Tutta la tela la celebra: nello slancio verticale delle figure, nell’impalpabile bellezza del canneto, nello scorrere solenne e misterioso delle acque, nel fulgore abbagliante della luce, nell’incanto delle rocce che il raggio di Dio ammorbidisce ammantandole di luce evanescente. Più di tutto, però, la regalità di Gesù appare nel gesto di chinare il capo e di accogliere la volontà del Padre per camminare verso la croce.
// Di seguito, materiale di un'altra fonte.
use crate::dispatch::{self, Launched};
use script_core::config::Config;
use script_core::history::RunRecord;
use script_core::metadata::parse_script_metadata;
use script_core::outcome::RunOutcome;
use script_core::request::{Elevation, RunMode, ScriptRequest};
use script_local::OutputEvent;
use tracing::warn;

pub struct RunOptions {
    pub undo: bool,
    pub admin: bool,
    pub force: bool,
}

/// Run or undo a script. Returns `Ok(false)` when the script ran but
/// reported failure, so the caller can set the exit code.
pub async fn run(config: &Config, script: &str, opts: RunOptions) -> anyhow::Result<bool> {
    let path = dispatch::resolve_script(config, script)?;
    let meta = parse_script_metadata(&path);

    let mode = if opts.undo { RunMode::Undo } else { RunMode::Run };
    let elevation = if opts.admin {
        Elevation::Elevated
    } else {
        Elevation::Normal
    };

    if mode.is_undo() && !meta.undoable && config.require_undoable && !opts.force {
        anyhow::bail!(
            "Script '{}' does not support undo functionality (use --force to try anyway)",
            meta.friendly_name
        );
    }

    let request = ScriptRequest::new(path, mode, elevation);
    let mut record = RunRecord::new(&request, meta.friendly_name.clone());

    let launched = match dispatch::launch(config, &request).await {
        Ok(launched) => launched,
        Err(e) => {
            record.mark_launch_failed(e.to_string());
            save(config, &record);
            anyhow::bail!("Failed to {} the script: {}", mode, e);
        }
    };

    match launched {
        Launched::Attached(process) => {
            record.mark_started(process.pid());
            save(config, &record);

            let label = mode.to_string().to_uppercase();
            println!("\n=== {}: {} ===\n", label, meta.friendly_name);

            let mut rx = process.stream();
            let mut outcome = RunOutcome::from_exit_code(None);
            while let Some(event) = rx.recv().await {
                match event {
                    OutputEvent::Line(line) => println!("{}", line),
                    OutputEvent::Error(message) => eprintln!("\n{}\n", message),
                    OutputEvent::Finished(o) => outcome = o,
                }
            }

            record.mark_finished(outcome);
            save(config, &record);

            match outcome {
                RunOutcome::Succeeded => {
                    println!("\n=== Script {} completed successfully: {} ===\n", mode, meta.friendly_name);
                }
                RunOutcome::Failed { exit_code } => {
                    println!(
                        "\n=== Script {} returned error code {}: {} ===\n",
                        mode,
                        exit_code.map(|c| c.to_string()).unwrap_or_else(|| "none".into()),
                        meta.friendly_name
                    );
                }
            }
            Ok(outcome.is_success())
        }
        Launched::Elevated(result) => {
            if result.accepted {
                record.mark_detached();
                save(config, &record);
                println!(
                    "=== {} as Administrator: {} ===",
                    mode.verb(),
                    meta.friendly_name
                );
                println!("Note: {}", result.message);
                Ok(true)
            } else {
                record.mark_launch_failed(result.message.clone());
                save(config, &record);
                anyhow::bail!("Failed to run script as Administrator: {}", result.message)
            }
        }
    }
}

/// History is best effort; a failed write never fails the run.
fn save(config: &Config, record: &RunRecord) {
    if !config.history.enabled {
        return;
    }
    if let Err(e) = record.write_to_dir(&config.history.resolved_dir()) {
        warn!("Failed to record run {}: {}", record.run_id, e);
    }
}
use script_core::config::Config;
use script_core::history::list_runs;

pub async fn run(config: &Config, limit: usize, json: bool, jsonl: bool) -> anyhow::Result<()> {
    let mut runs = list_runs(&config.history.resolved_dir())?;
    runs.truncate(limit);

    if jsonl {
        for r in &runs {
            println!("{}", r.to_jsonl_line());
        }
        return Ok(());
    }
    if json {
        let values: Vec<_> = runs.iter().map(|r| r.to_json()).collect();
        println!("{}", serde_json::to_string_pretty(&values)?);
        return Ok(());
    }

    if runs.is_empty() {
        println!("No runs recorded.");
        return Ok(());
    }
    println!(
        "{:<20} {:<28} {:<5} {:<9} {:<14} {}",
        "STARTED", "SCRIPT", "MODE", "ELEVATION", "STATUS", "EXIT"
    );
    println!("{}", "-".repeat(86));
    for r in &runs {
        println!(
            "{:<20} {:<28} {:<5} {:<9} {:<14} {}",
            r.started_at
                .with_timezone(&chrono::Local)
                .format("%Y-%m-%d %H:%M:%S")
                .to_string(),
            r.script_name,
            r.mode.to_string(),
            r.elevation.to_string(),
            r.status.to_string(),
            r.exit_code.map(|c| c.to_string()).unwrap_or_else(|| "-".into()),
        );
    }
    Ok(())
}
//! Installs run against stub interpreters that log their arguments.
//! Kept to one test so no other test forks while the stubs are written.
#![cfg(unix)]

use script_core::outcome::RunOutcome;
use script_local::{collect_events, install_python_modules};
use std::os::unix::fs::PermissionsExt;
use std::path::{Path, PathBuf};

struct Stub {
    interpreter: PathBuf,
    log: PathBuf,
}

impl Stub {
    fn calls(&self) -> Vec<String> {
        std::fs::read_to_string(&self.log)
            .unwrap_or_default()
            .lines()
            .map(str::to_string)
            .collect()
    }
}

fn stub(dir: &Path, name: &str, has_pip: bool, install_code: i32) -> Stub {
    let interpreter = dir.join(name);
    let log = dir.join(format!("{name}.log"));
    let script = format!(
        "#!/bin/sh\n\
         echo \"$*\" >> '{log}'\n\
         case \"$*\" in\n\
         \"-m pip --version\") {check} ;;\n\
         \"-m ensurepip --upgrade\") echo no ensurepip; exit 1 ;;\n\
         \"-m pip install --upgrade pip\") exit 0 ;;\n\
         \"-m pip install \"*) echo \"Collecting $4\"; echo \"note on stderr\" >&2; exit {install_code} ;;\n\
         esac\n\
         exit 2\n",
        log = log.display(),
        check = if has_pip { "echo pip 24.0; exit 0" } else { "exit 1" },
    );
    std::fs::write(&interpreter, script).unwrap();
    std::fs::set_permissions(&interpreter, std::fs::Permissions::from_mode(0o755)).unwrap();
    Stub { interpreter, log }
}

fn modules(names: &[&str]) -> Vec<String> {
    names.iter().map(|m| m.to_string()).collect()
}

#[tokio::test]
async fn test_install_python_modules() {
    let dir = tempfile::tempdir().unwrap();
    let good = stub(dir.path(), "good", true, 0);
    let no_pip = stub(dir.path(), "nopip", false, 0);
    let broken = stub(dir.path(), "broken", true, 3);

    // Upgrade, then install; pip output is merged into the stream.
    let rx = install_python_modules(
        good.interpreter.to_str().unwrap(),
        &modules(&["requests", "yaml"]),
        true,
    );
    let (lines, outcome) = collect_events(rx).await;
    assert_eq!(outcome, RunOutcome::Succeeded);
    assert!(lines.contains(&"pip 24.0".to_string()), "{lines:?}");
    assert!(lines.contains(&"Collecting requests".to_string()), "{lines:?}");
    assert!(lines.contains(&"note on stderr".to_string()), "{lines:?}");
    assert_eq!(
        good.calls(),
        vec![
            "-m pip --version",
            "-m pip install --upgrade pip",
            "-m pip install requests yaml",
        ]
    );

    // pip missing and ensurepip failing: nothing is installed.
    let rx = install_python_modules(no_pip.interpreter.to_str().unwrap(), &modules(&["requests"]), false);
    let (_, outcome) = collect_events(rx).await;
    assert_eq!(outcome, RunOutcome::Failed { exit_code: Some(1) });
    assert_eq!(no_pip.calls(), vec!["-m pip --version", "-m ensurepip --upgrade"]);

    // The install step's exit code is the outcome.
    let rx = install_python_modules(broken.interpreter.to_str().unwrap(), &modules(&["psutil"]), false);
    let (_, outcome) = collect_events(rx).await;
    assert_eq!(outcome, RunOutcome::Failed { exit_code: Some(3) });
    assert_eq!(broken.calls(), vec!["-m pip --version", "-m pip install psutil"]);

    // A missing interpreter fails without an exit code.
    let rx = install_python_modules("/nonexistent/python", &modules(&["psutil"]), false);
    let (_, outcome) = collect_events(rx).await;
    assert_eq!(outcome, RunOutcome::Failed { exit_code: None });

    // Nothing to install: no process is started.
    let rx = install_python_modules("/nonexistent/python", &[], true);
    let (lines, outcome) = collect_events(rx).await;
    assert_eq!(outcome, RunOutcome::Succeeded);
    assert!(lines.is_empty());
}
Grazie, allora, a questi due artisti, che ci fanno comprendere quel che l’Avvento chiede a ciascuno di noi: posare i nostri occhi su ciò che è vero («Se rimanete nella mia parola, siete davvero miei discepoli; conoscerete la verità e la verità vi farà liberi»: Giovanni 8,31-32); mettere in gioco la nostra libertà nella ricerca di ciò che è giusto; discernere nel nostro cuore che solo nel Cristo che il Battista ci indica può esserci la fonte di ogni nostra bontà; riconoscere nel Figlio di Dio – il Logos Incarnato – tutta la bellezza del Padre.